Ce ne sera plus un désamour de la profession mais la spécialité médicale elle meme n’existera plus et sera transformée en service commercial.
Ce ne sera plus 1,5 milliards d’euros (cotisation des francais à la Sécu) qui iront dans la poche d’un golden boy (chinois, américain ou autre) et qui représente les 30% de bio financière en France mais ce sera bien 4,5 milliards. Ce n’est pas de cette manière que l’on résoudra le problem du déficit, sans parler de la problématique de “qualité” ou de désert médical…
Ce que l’on nous propose là c’est un système de santé plus cher, moins bon et plus dangereux.
C’est pourquoi les biologistes se mobilisent auprès de leurs confrères et le 30/09 n’était que le coup d’envoi du mécontentement qui gronde.
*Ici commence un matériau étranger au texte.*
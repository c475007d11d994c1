//! bookvoted — the book ballot daemon.
//!
//! Serves the voting and admin pages, and offers offline access to the
//! tally and the vote reset for when the server is stopped.
//!
//! # Usage
//!
//! ```text
//! bookvoted serve --port 3000 --data-dir ./data
//! bookvoted results --data-dir ./data
//! bookvoted reset --data-dir ./data
//! ```

mod offline;
mod serve;

use std::net::IpAddr;
use std::path::PathBuf;

use clap::{Args, Parser, Subcommand};
use tracing::{error, warn};
use tracing_subscriber::EnvFilter;
use tracing_subscriber::fmt::MakeWriter;

use bookvote_core::BookvoteConfig;
use bookvote_core::config::LogFormat;

#[derive(Parser)]
#[command(name = "bookvoted", about = "Book ballot daemon")]
struct Cli {
    #[command(subcommand)]
    command: Command,
}

#[derive(Subcommand)]
enum Command {
    /// Serve the ballot over HTTP.
    Serve {
        #[command(flatten)]
        common: CommonArgs,

        /// Port to listen on (overrides PORT and the config file).
        #[arg(long)]
        port: Option<u16>,

        /// Address to bind.
        #[arg(long)]
        bind: Option<IpAddr>,
    },

    /// Print the current tally.
    Results {
        #[command(flatten)]
        common: CommonArgs,
    },

    /// Drop all votes and start a new voting round.
    Reset {
        #[command(flatten)]
        common: CommonArgs,
    },
}

#[derive(Args)]
struct CommonArgs {
    /// Path to a bookvote.toml file.
    #[arg(long, short)]
    config: Option<PathBuf>,

    /// Directory holding the database file.
    #[arg(long)]
    data_dir: Option<PathBuf>,
}

impl CommonArgs {
    fn load(&self) -> anyhow::Result<BookvoteConfig> {
        let mut config = BookvoteConfig::load(self.config.as_deref())?;
        if let Some(dir) = &self.data_dir {
            config.storage.data_dir = dir.clone();
        }
        Ok(config)
    }

    /// Load the config under a temporary stderr subscriber, since the
    /// configured log format is only known afterwards.
    fn load_logged(&self) -> anyhow::Result<BookvoteConfig> {
        load_with_bootstrap_logs(self, std::io::stderr)
    }
}

fn load_with_bootstrap_logs<W>(common: &CommonArgs, make_writer: W) -> anyhow::Result<BookvoteConfig>
where
    W: for<'w> MakeWriter<'w> + Send + Sync + 'static,
{
    let bootstrap = tracing_subscriber::fmt()
        .with_env_filter(env_filter())
        .with_writer(make_writer)
        .finish();
    tracing::subscriber::with_default(bootstrap, || common.load())
}

#[tokio::main]
async fn main() -> anyhow::Result<()> {
    let cli = Cli::parse();

    match cli.command {
        Command::Serve { common, port, bind } => {
            let mut config = common.load_logged()?;
            init_tracing(config.logging.format);
            if let Some(port) = port {
                config.server.port = port;
            }
            if let Some(bind) = bind {
                config.server.bind = bind;
            }
            serve::run(config).await
        }
        Command::Results { common } => {
            let config = common.load_logged()?;
            init_tracing(config.logging.format);
            offline::print_results(&config)
        }
        Command::Reset { common } => {
            let config = common.load_logged()?;
            init_tracing(config.logging.format);
            offline::reset_votes(&config)
        }
    }
}

fn init_tracing(format: LogFormat) {
    let builder = tracing_subscriber::fmt().with_env_filter(env_filter());
    let installed = match format {
        LogFormat::Pretty => builder.try_init(),
        LogFormat::Json => builder.json().try_init(),
    };
    if let Err(e) = installed {
        warn!(error = %e, "tracing subscriber already installed");
    }

    // Log panics through tracing; the runtime keeps serving other requests.
    std::panic::set_hook(Box::new(|info| {
        error!(panic = %info, "uncaught panic");
    }));
}

fn env_filter() -> EnvFilter {
    EnvFilter::try_from_default_env().unwrap_or_else(|_| EnvFilter::new("info,bookvote=debug"))
}
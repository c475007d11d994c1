//! `bookvoted serve` — directory bootstrap, state store and HTTP server.

use std::net::SocketAddr;

use tokio::signal;
use tracing::{info, warn};

use bookvote_core::BookvoteConfig;
use bookvote_state::StateStore;
use bookvote_web::{AppState, build_router};

pub async fn run(config: BookvoteConfig) -> anyhow::Result<()> {
    info!("bookvote daemon starting");

    for dir in config.storage.directories() {
        std::fs::create_dir_all(dir)?;
    }

    let db_path = config.storage.database_path();
    let store = StateStore::open_or_repair(&db_path)?;
    info!(
        path = ?db_path,
        epoch = store.vote_epoch()?,
        books = store.load_books()?.len(),
        "state store opened"
    );

    if config.uses_default_password() {
        warn!("admin password is the built-in default; set ADMIN_PASSWORD");
    }

    let addr = SocketAddr::new(config.server.bind, config.server.port);
    let router = build_router(AppState::new(store, config));

    info!(%addr, "HTTP server starting");
    let listener = tokio::net::TcpListener::bind(addr).await?;

    axum::serve(listener, router)
        .with_graceful_shutdown(shutdown_signal())
        .await?;

    info!("bookvote daemon stopped");
    Ok(())
}

async fn shutdown_signal() {
    let ctrl_c = async {
        if let Err(e) = signal::ctrl_c().await {
            warn!(error = %e, "failed to listen for Ctrl+C");
            std::future::pending::<()>().await;
        }
        info!("received Ctrl+C, shutting down");
    };

    #[cfg(unix)]
    let terminate = async {
        match signal::unix::signal(signal::unix::SignalKind::terminate()) {
            Ok(mut stream) => {
                stream.recv().await;
                info!("received terminate signal, shutting down");
            }
            Err(e) => {
                warn!(error = %e, "failed to install SIGTERM handler");
                std::future::pending::<()>().await;
            }
        }
    };

    #[cfg(not(unix))]
    let terminate = std::future::pending::<()>();

    tokio::select! {
        _ = ctrl_c => {},
        _ = terminate => {},
    }
}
En ce qui concerne les conséquences possibles à court-moyen terme pour les infirmiers libéraux :
- Achat par les financiers de cabinets d'infirmiers libéraux avec salariat d'une partie des infirmiers libéraux.
- Si refus de vente, émergence de sites de laboratoires avec concurrence des infirmiers libéraux installés : émergence facilitée par le fait qu'un biologiste n'est plus nécessaire sur le site, que les règles prudentielles d'installation d'un site disparaissent, que les autorisations seront plus faciles à obtenir et que la puissance financière d'investissement est accrue.
- Augmentation du temps passé par les infirmiers à la mise en place de l'accréditation selon la norme ISO 15 189 avec travail administratif, traçabilité et protocoles renforcés via la mise en place de grands réseaux nationaux de laboratoires salariant les infirmiers.